**ASSIGNED TASK**. Each entry must be duplicated precisely, with nothing left out.
^^^^^^^^^^^^^^^^
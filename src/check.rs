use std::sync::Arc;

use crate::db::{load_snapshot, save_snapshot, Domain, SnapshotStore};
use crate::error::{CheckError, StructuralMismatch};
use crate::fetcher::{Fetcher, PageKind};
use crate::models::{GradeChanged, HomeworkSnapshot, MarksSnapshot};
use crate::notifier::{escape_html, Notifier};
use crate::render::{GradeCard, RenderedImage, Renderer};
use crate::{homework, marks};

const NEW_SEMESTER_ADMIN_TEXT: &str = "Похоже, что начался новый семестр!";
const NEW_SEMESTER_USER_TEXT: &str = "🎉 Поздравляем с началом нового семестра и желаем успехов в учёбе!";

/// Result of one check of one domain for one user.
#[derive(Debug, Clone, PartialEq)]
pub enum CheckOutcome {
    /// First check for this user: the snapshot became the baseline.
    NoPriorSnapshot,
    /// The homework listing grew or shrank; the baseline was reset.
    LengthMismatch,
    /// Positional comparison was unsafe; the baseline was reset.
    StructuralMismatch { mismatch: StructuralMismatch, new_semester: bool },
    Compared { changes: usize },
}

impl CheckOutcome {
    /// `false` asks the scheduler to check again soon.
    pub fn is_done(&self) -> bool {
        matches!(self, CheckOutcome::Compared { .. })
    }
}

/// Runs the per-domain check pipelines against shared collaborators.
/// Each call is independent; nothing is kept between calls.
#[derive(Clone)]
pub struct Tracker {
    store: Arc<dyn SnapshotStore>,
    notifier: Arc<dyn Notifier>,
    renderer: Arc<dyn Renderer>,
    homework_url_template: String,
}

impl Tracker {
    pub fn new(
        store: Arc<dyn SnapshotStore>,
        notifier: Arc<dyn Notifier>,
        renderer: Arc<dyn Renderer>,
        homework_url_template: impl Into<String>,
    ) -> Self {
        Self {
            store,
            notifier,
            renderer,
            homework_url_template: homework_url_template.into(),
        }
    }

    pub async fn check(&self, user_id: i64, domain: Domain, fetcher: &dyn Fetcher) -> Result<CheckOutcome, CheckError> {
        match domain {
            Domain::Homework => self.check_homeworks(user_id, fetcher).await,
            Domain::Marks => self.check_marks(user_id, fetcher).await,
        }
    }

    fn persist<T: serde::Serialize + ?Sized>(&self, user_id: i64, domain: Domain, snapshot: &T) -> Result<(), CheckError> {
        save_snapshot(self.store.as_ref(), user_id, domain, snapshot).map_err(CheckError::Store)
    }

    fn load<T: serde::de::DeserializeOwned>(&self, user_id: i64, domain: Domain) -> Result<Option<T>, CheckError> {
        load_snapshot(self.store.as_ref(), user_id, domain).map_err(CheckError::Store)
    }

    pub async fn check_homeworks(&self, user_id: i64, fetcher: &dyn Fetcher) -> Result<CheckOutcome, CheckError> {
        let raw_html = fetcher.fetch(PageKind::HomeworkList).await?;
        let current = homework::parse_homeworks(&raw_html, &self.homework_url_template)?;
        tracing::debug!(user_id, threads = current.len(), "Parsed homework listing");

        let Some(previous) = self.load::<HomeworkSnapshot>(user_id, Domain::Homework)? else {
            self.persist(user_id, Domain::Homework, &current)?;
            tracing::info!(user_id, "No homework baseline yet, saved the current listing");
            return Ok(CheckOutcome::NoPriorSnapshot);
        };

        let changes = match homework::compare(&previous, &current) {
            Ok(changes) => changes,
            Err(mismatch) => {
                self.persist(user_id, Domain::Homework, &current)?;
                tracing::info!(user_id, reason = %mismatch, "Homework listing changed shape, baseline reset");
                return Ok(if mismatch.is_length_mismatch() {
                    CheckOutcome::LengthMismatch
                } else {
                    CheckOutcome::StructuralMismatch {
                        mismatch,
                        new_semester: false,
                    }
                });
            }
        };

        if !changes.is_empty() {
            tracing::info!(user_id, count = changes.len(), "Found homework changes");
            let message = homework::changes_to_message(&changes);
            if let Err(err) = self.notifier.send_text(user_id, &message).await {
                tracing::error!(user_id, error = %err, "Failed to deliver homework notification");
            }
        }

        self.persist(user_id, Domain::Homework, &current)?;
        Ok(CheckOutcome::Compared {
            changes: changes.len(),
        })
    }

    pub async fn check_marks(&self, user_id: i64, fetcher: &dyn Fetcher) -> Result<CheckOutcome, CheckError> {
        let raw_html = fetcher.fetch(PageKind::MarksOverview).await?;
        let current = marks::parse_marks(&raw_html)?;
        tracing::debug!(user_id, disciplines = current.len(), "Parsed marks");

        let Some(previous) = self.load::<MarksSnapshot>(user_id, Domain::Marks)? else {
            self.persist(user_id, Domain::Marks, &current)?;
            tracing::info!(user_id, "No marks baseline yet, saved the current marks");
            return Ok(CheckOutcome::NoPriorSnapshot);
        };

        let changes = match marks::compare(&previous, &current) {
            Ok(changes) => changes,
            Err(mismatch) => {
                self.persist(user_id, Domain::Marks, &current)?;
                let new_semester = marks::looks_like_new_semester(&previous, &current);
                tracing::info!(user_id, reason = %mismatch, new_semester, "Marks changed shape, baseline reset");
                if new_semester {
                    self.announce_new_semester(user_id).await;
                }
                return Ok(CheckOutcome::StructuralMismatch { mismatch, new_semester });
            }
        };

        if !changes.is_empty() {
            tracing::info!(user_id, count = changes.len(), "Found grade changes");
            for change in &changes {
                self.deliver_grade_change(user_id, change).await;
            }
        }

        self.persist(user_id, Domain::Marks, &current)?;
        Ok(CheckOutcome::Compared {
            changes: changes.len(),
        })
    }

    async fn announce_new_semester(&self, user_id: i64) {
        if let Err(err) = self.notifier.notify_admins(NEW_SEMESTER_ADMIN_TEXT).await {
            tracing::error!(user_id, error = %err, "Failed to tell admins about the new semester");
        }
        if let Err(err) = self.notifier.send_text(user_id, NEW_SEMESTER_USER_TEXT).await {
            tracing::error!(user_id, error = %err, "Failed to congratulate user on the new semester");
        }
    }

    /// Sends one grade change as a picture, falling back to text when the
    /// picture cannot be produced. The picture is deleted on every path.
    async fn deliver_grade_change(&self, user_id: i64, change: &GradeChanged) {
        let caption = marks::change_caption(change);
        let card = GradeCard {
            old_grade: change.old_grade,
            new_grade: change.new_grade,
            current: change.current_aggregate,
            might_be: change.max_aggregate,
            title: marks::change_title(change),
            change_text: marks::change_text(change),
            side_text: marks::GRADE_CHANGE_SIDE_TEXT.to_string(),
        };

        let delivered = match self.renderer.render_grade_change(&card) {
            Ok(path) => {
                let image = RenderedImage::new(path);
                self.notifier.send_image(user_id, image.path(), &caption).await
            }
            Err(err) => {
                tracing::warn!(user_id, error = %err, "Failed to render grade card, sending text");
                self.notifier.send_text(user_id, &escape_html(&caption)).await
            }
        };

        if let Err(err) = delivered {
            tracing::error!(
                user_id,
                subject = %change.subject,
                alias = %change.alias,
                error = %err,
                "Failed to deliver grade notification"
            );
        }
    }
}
^^^^^^^^^^^^^^^^
**OUTPUT FOR THIS TASK**.
filename src/check.rs
use std::sync::Arc;

use crate::db::{load_snapshot, save_snapshot, Domain, SnapshotStore};
use crate::error::{CheckError, StructuralMismatch};
use crate::fetcher::{Fetcher, PageKind};
use crate::models::{GradeChanged, HomeworkSnapshot, MarksSnapshot};
use crate::notifier::{escape_html, Notifier};
use crate::render::{GradeCard, RenderedImage, Renderer};
use crate::{homework, marks};

const NEW_SEMESTER_ADMIN_TEXT: &str = "Похоже, что начался новый семестр!";
const NEW_SEMESTER_USER_TEXT: &str = "🎉 Поздравляем с началом нового семестра и желаем успехов в учёбе!";

/// Result of one check of one domain for one user.
#[derive(Debug, Clone, PartialEq)]
pub enum CheckOutcome {
    /// First check for this user: the snapshot became the baseline.
    NoPriorSnapshot,
    /// The homework listing grew or shrank; the baseline was reset.
    LengthMismatch,
    /// Positional comparison was unsafe; the baseline was reset.
    StructuralMismatch { mismatch: StructuralMismatch, new_semester: bool },
    Compared { changes: usize },
}

impl CheckOutcome {
    /// `false` asks the scheduler to check again soon.
    pub fn is_done(&self) -> bool {
        matches!(self, CheckOutcome::Compared { .. })
    }
}

/// Runs the per-domain check pipelines against shared collaborators.
/// Each call is independent; nothing is kept between calls.
#[derive(Clone)]
pub struct Tracker {
    store: Arc<dyn SnapshotStore>,
    notifier: Arc<dyn Notifier>,
    renderer: Arc<dyn Renderer>,
    homework_url_template: String,
}

impl Tracker {
    pub fn new(
        store: Arc<dyn SnapshotStore>,
        notifier: Arc<dyn Notifier>,
        renderer: Arc<dyn Renderer>,
        homework_url_template: impl Into<String>,
    ) -> Self {
        Self {
            store,
            notifier,
            renderer,
            homework_url_template: homework_url_template.into(),
        }
    }

    pub async fn check(&self, user_id: i64, domain: Domain, fetcher: &dyn Fetcher) -> Result<CheckOutcome, CheckError> {
        match domain {
            Domain::Homework => self.check_homeworks(user_id, fetcher).await,
            Domain::Marks => self.check_marks(user_id, fetcher).await,
        }
    }

    fn persist<T: serde::Serialize + ?Sized>(&self, user_id: i64, domain: Domain, snapshot: &T) -> Result<(), CheckError> {
        save_snapshot(self.store.as_ref(), user_id, domain, snapshot).map_err(CheckError::Store)
    }

    fn load<T: serde::de::DeserializeOwned>(&self, user_id: i64, domain: Domain) -> Result<Option<T>, CheckError> {
        load_snapshot(self.store.as_ref(), user_id, domain).map_err(CheckError::Store)
    }

    pub async fn check_homeworks(&self, user_id: i64, fetcher: &dyn Fetcher) -> Result<CheckOutcome, CheckError> {
        let raw_html = fetcher.fetch(PageKind::HomeworkList).await?;
        let current = homework::parse_homeworks(&raw_html, &self.homework_url_template)?;
        tracing::debug!(user_id, threads = current.len(), "Parsed homework listing");

        let Some(previous) = self.load::<HomeworkSnapshot>(user_id, Domain::Homework)? else {
            self.persist(user_id, Domain::Homework, &current)?;
            tracing::info!(user_id, "No homework baseline yet, saved the current listing");
            return Ok(CheckOutcome::NoPriorSnapshot);
        };

        let changes = match homework::compare(&previous, &current) {
            Ok(changes) => changes,
            Err(mismatch) => {
                self.persist(user_id, Domain::Homework, &current)?;
                tracing::info!(user_id, reason = %mismatch, "Homework listing changed shape, baseline reset");
                return Ok(if mismatch.is_length_mismatch() {
                    CheckOutcome::LengthMismatch
                } else {
                    CheckOutcome::StructuralMismatch {
                        mismatch,
                        new_semester: false,
                    }
                });
            }
        };

        if !changes.is_empty() {
            tracing::info!(user_id, count = changes.len(), "Found homework changes");
            let message = homework::changes_to_message(&changes);
            if let Err(err) = self.notifier.send_text(user_id, &message).await {
                tracing::error!(user_id, error = %err, "Failed to deliver homework notification");
            }
        }

        self.persist(user_id, Domain::Homework, &current)?;
        Ok(CheckOutcome::Compared {
            changes: changes.len(),
        })
    }

    pub async fn check_marks(&self, user_id: i64, fetcher: &dyn Fetcher) -> Result<CheckOutcome, CheckError> {
        let raw_html = fetcher.fetch(PageKind::MarksOverview).await?;
        let current = marks::parse_marks(&raw_html)?;
        tracing::debug!(user_id, disciplines = current.len(), "Parsed marks");

        let Some(previous) = self.load::<MarksSnapshot>(user_id, Domain::Marks)? else {
            self.persist(user_id, Domain::Marks, &current)?;
            tracing::info!(user_id, "No marks baseline yet, saved the current marks");
            return Ok(CheckOutcome::NoPriorSnapshot);
        };

        let changes = match marks::compare(&previous, &current) {
            Ok(changes) => changes,
            Err(mismatch) => {
                self.persist(user_id, Domain::Marks, &current)?;
                let new_semester = marks::looks_like_new_semester(&previous, &current);
                tracing::info!(user_id, reason = %mismatch, new_semester, "Marks changed shape, baseline reset");
                if new_semester {
                    self.announce_new_semester(user_id).await;
                }
                return Ok(CheckOutcome::StructuralMismatch { mismatch, new_semester });
            }
        };

        if !changes.is_empty() {
            tracing::info!(user_id, count = changes.len(), "Found grade changes");
            for change in &changes {
                self.deliver_grade_change(user_id, change).await;
            }
        }

        self.persist(user_id, Domain::Marks, &current)?;
        Ok(CheckOutcome::Compared {
            changes: changes.len(),
        })
    }

    async fn announce_new_semester(&self, user_id: i64) {
        if let Err(err) = self.notifier.notify_admins(NEW_SEMESTER_ADMIN_TEXT).await {
            tracing::error!(user_id, error = %err, "Failed to tell admins about the new semester");
        }
        if let Err(err) = self.notifier.send_text(user_id, NEW_SEMESTER_USER_TEXT).await {
            tracing::error!(user_id, error = %err, "Failed to congratulate user on the new semester");
        }
    }

    /// Sends one grade change as a picture, falling back to text when the
    /// picture cannot be produced. The picture is deleted on every path.
    async fn deliver_grade_change(&self, user_id: i64, change: &GradeChanged) {
        let caption = marks::change_caption(change);
        let card = GradeCard {
            old_grade: change.old_grade,
            new_grade: change.new_grade,
            current: change.current_aggregate,
            might_be: change.max_aggregate,
            title: marks::change_title(change),
            change_text: marks::change_text(change),
            side_text: marks::GRADE_CHANGE_SIDE_TEXT.to_string(),
        };

        let delivered = match self.renderer.render_grade_change(&card) {
            Ok(path) => {
                let image = RenderedImage::new(path);
                self.notifier.send_image(user_id, image.path(), &caption).await
            }
            Err(err) => {
                tracing::warn!(user_id, error = %err, "Failed to render grade card, sending text");
                self.notifier.send_text(user_id, &escape_html(&caption)).await
            }
        };

        if let Err(err) = delivered {
            tracing::error!(
                user_id,
                subject = %change.subject,
                alias = %change.alias,
                error = %err,
                "Failed to deliver grade notification"
            );
        }
    }
}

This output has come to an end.